* [Task details]
Line count for the string "rename" in the records below: report that figure and nothing else.

* [Supplied data]

====================

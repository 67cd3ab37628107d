use serde::{Deserialize, Serialize, Serializer};
use serde_json::{Map, Value};
use std::fmt;

use crate::api::ApiError;

pub const DEFAULT_PAGE_INDEX: u32 = 0;
pub const DEFAULT_PAGE_SIZE: u32 = 10;

/// User identifier as the backend sends it: usually an integer, occasionally a string.
/// Any other JSON value (a float, an integer beyond `i64`, a bool) is kept verbatim
/// in [`UserId::Other`] and forwarded unchanged.
#[derive(Clone, Debug, PartialEq, Eq, Serialize, Deserialize)]
#[serde(untagged)]
pub enum UserId {
    Number(i64),
    Text(String),
    Other(Value),
}

impl UserId {
    /// Integers parse as [`UserId::Number`], anything else is kept as text.
    #[must_use]
    pub fn parse(raw: &str) -> Self {
        let trimmed = raw.trim();
        trimmed
            .parse::<i64>()
            .map_or_else(|_| Self::Text(trimmed.to_string()), Self::Number)
    }

    /// Zero, the empty string, `false` and `null` do not identify a user.
    #[must_use]
    pub fn is_truthy(&self) -> bool {
        match self {
            Self::Number(value) => *value != 0,
            Self::Text(value) => !value.is_empty(),
            Self::Other(value) => value_is_truthy(value),
        }
    }
}

impl fmt::Display for UserId {
    fn fmt(&self, formatter: &mut fmt::Formatter<'_>) -> fmt::Result {
        match self {
            Self::Number(value) => write!(formatter, "{value}"),
            Self::Text(value) => formatter.write_str(value),
            Self::Other(value) => write!(formatter, "{value}"),
        }
    }
}

fn value_is_truthy(value: &Value) -> bool {
    match value {
        Value::Null => false,
        Value::Bool(flag) => *flag,
        Value::Number(number) => number
            .as_f64()
            .is_some_and(|float| float != 0.0 && !float.is_nan()),
        Value::String(text) => !text.is_empty(),
        Value::Array(_) | Value::Object(_) => true,
    }
}

impl From<i64> for UserId {
    fn from(value: i64) -> Self {
        Self::Number(value)
    }
}

impl From<&str> for UserId {
    fn from(value: &str) -> Self {
        Self::Text(value.to_string())
    }
}

impl From<String> for UserId {
    fn from(value: String) -> Self {
        Self::Text(value)
    }
}

/// A user payload. Only `id` is understood here; every other field is carried
/// through untouched, in both directions, and the server owns the schema.
#[derive(Clone, Debug, Default, PartialEq, Serialize, Deserialize)]
pub struct User {
    #[serde(default, skip_serializing_if = "Option::is_none")]
    pub id: Option<UserId>,
    #[serde(flatten)]
    pub fields: Map<String, Value>,
}

impl User {
    #[must_use]
    pub fn new() -> Self {
        Self::default()
    }

    #[must_use]
    pub fn with_id(mut self, id: impl Into<UserId>) -> Self {
        self.id = Some(id.into());
        self
    }

    /// Sets a passthrough field. An `"id"` key is routed to [`User::id`] so the
    /// payload never carries two ids; a `null` id clears it.
    #[must_use]
    pub fn with_field(mut self, key: impl Into<String>, value: impl Into<Value>) -> Self {
        let key = key.into();
        let value = value.into();
        if key == "id" {
            self.id = match value {
                Value::Null => None,
                value => serde_json::from_value(value).ok(),
            };
        } else {
            self.fields.insert(key, value);
        }
        self
    }

    /// Builds a user from an arbitrary JSON object.
    ///
    /// # Errors
    /// Returns an error if `value` is not a JSON object.
    pub fn from_value(value: Value) -> Result<Self, ApiError> {
        Ok(serde_json::from_value(value)?)
    }

    #[must_use]
    pub fn has_id(&self) -> bool {
        self.id.as_ref().is_some_and(UserId::is_truthy)
    }

    #[must_use]
    pub fn field(&self, key: &str) -> Option<&Value> {
        self.fields.get(key)
    }
}

/// Listing query. `pageindex` and `pagesize` are always sent; the filters only
/// when set.
#[derive(Clone, Debug, PartialEq, Eq, Serialize)]
pub struct PageRequest {
    #[serde(rename = "pageindex")]
    pub page_index: u32,
    #[serde(rename = "pagesize")]
    pub page_size: u32,
    #[serde(skip_serializing_if = "Option::is_none")]
    pub status: Option<String>,
    #[serde(rename = "sortby", skip_serializing_if = "Option::is_none")]
    pub sort_by: Option<String>,
    #[serde(
        skip_serializing_if = "Option::is_none",
        serialize_with = "serialize_flag"
    )]
    pub descending: Option<bool>,
}

impl PageRequest {
    #[must_use]
    pub fn new(page_index: u32, page_size: u32) -> Self {
        Self {
            page_index,
            page_size,
            ..Self::default()
        }
    }

    #[must_use]
    pub fn with_status(mut self, status: impl Into<String>) -> Self {
        self.status = Some(status.into());
        self
    }

    #[must_use]
    pub fn sorted_by(mut self, column: impl Into<String>, descending: bool) -> Self {
        self.sort_by = Some(column.into());
        self.descending = Some(descending);
        self
    }
}

impl Default for PageRequest {
    fn default() -> Self {
        Self {
            page_index: DEFAULT_PAGE_INDEX,
            page_size: DEFAULT_PAGE_SIZE,
            status: None,
            sort_by: None,
            descending: None,
        }
    }
}

// The backend reads the flag as an integer.
fn serialize_flag<S: Serializer>(value: &Option<bool>, serializer: S) -> Result<S::Ok, S::Error> {
    match value {
        Some(flag) => serializer.serialize_u8(u8::from(*flag)),
        None => serializer.serialize_none(),
    }
}

#[cfg(test)]
mod tests {
    use super::{PageRequest, User, UserId};
    use serde_json::json;

    #[test]
    fn user_id_truthiness() {
        assert!(UserId::Number(5).is_truthy());
        assert!(UserId::Number(-1).is_truthy());
        assert!(!UserId::Number(0).is_truthy());
        assert!(UserId::from("abc").is_truthy());
        assert!(!UserId::from("").is_truthy());
    }

    #[test]
    fn user_id_parse_prefers_integers() {
        assert_eq!(UserId::parse("42"), UserId::Number(42));
        assert_eq!(UserId::parse(" 7 "), UserId::Number(7));
        assert_eq!(
            UserId::parse("01J9ZK"),
            UserId::Text("01J9ZK".to_string())
        );
        assert_eq!(UserId::parse("42").to_string(), "42");
    }

    #[test]
    fn user_keeps_unknown_fields() {
        let raw = json!({
            "id": 3,
            "name": "alice",
            "age": 31,
            "birthdate": "1993-04-01",
            "status_code": null
        });
        let user = User::from_value(raw.clone()).unwrap();
        assert_eq!(user.id, Some(UserId::Number(3)));
        assert_eq!(user.field("name"), Some(&json!("alice")));
        assert_eq!(serde_json::to_value(&user).unwrap(), raw);
    }

    #[test]
    fn user_without_id_serializes_without_id() {
        let user = User::new().with_field("name", "a");
        assert!(!user.has_id());
        assert_eq!(serde_json::to_value(&user).unwrap(), json!({"name": "a"}));
    }

    #[test]
    fn null_or_zero_id_is_missing() {
        let user = User::from_value(json!({"id": null, "name": "a"})).unwrap();
        assert_eq!(user.id, None);
        assert!(!user.has_id());

        let user = User::from_value(json!({"id": 0})).unwrap();
        assert!(!user.has_id());

        let user = User::from_value(json!({"id": ""})).unwrap();
        assert!(!user.has_id());
    }

    #[test]
    fn with_field_routes_id() {
        let user = User::new().with_field("id", 9).with_field("name", "bob");
        assert_eq!(user.id, Some(UserId::Number(9)));
        assert!(user.field("id").is_none());
        assert!(user.has_id());
    }

    #[test]
    fn from_value_rejects_non_objects() {
        assert!(User::from_value(json!([1, 2])).is_err());
        assert!(User::from_value(json!("alice")).is_err());
    }

    #[test]
    fn unusual_ids_are_forwarded_verbatim() {
        for raw in [
            json!({"id": 5.0, "name": "a"}),
            json!({"id": u64::MAX}),
            json!({"id": true}),
        ] {
            let user = User::from_value(raw.clone()).unwrap();
            assert!(matches!(user.id, Some(UserId::Other(_))));
            assert!(user.has_id());
            assert_eq!(serde_json::to_value(&user).unwrap(), raw);
        }

        for raw in [json!({"id": 0.0}), json!({"id": false})] {
            let user = User::from_value(raw).unwrap();
            assert!(!user.has_id());
        }
    }

    #[test]
    fn with_field_null_id_clears() {
        let user = User::new().with_id(3_i64).with_field("id", serde_json::Value::Null);
        assert_eq!(user.id, None);
    }

    #[test]
    fn page_request_defaults() {
        let page = PageRequest::default();
        assert_eq!(page.page_index, 0);
        assert_eq!(page.page_size, 10);
        assert_eq!(
            serde_json::to_value(&page).unwrap(),
            json!({"pageindex": 0, "pagesize": 10})
        );
    }

    #[test]
    fn page_request_filters_serialize_when_set() {
        let page = PageRequest::new(2, 25)
            .with_status("active")
            .sorted_by("name", true);
        assert_eq!(
            serde_json::to_value(&page).unwrap(),
            json!({
                "pageindex": 2,
                "pagesize": 25,
                "status": "active",
                "sortby": "name",
                "descending": 1
            })
        );
    }
}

====================

* [Task solution]
3